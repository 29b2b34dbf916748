pub mod dolarapi;
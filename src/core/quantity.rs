use serde::{Deserialize, Serialize};

use crate::core::types::QuantityKind;

/// A physical quantity in base SI units (farads, ohms, henries, volts,
/// watts, percent).
///
/// The value is canonical: "100nF", "0.1uF", and "1e-7 F" all construct the
/// same `PhysicalQuantity`. Values are non-negative by construction since
/// they only ever come from unsigned numeric literals in part descriptions.
#[derive(Debug, Clone, Copy, PartialEq, Serialize, Deserialize)]
pub struct PhysicalQuantity {
    pub kind: QuantityKind,
    pub value: f64,
}

impl PhysicalQuantity {
    #[must_use]
    pub fn new(kind: QuantityKind, value: f64) -> Self {
        Self { kind, value }
    }

    /// Relative-tolerance equality: `|a - b| <= max(rel * max(|a|, |b|), abs_tol)`.
    ///
    /// Symmetric in its arguments and reflexive for any finite value.
    #[must_use]
    pub fn nearly_equal_to(&self, other: &Self, rel: f64, abs_tol: f64) -> bool {
        nearly_equal(self.value, other.value, rel, abs_tol)
    }
}

/// Tolerance comparison on raw canonical values.
#[must_use]
pub fn nearly_equal(a: f64, b: f64, rel: f64, abs_tol: f64) -> bool {
    (a - b).abs() <= f64::max(rel * f64::max(a.abs(), b.abs()), abs_tol)
}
══════════
Task directions
Out of the preceding entries, pull each line that contains the word "PhysicalQuantity".

Output of the exercise
/// same `PhysicalQuantity`. Values are non-negative by construction since
pub struct PhysicalQuantity {
impl PhysicalQuantity {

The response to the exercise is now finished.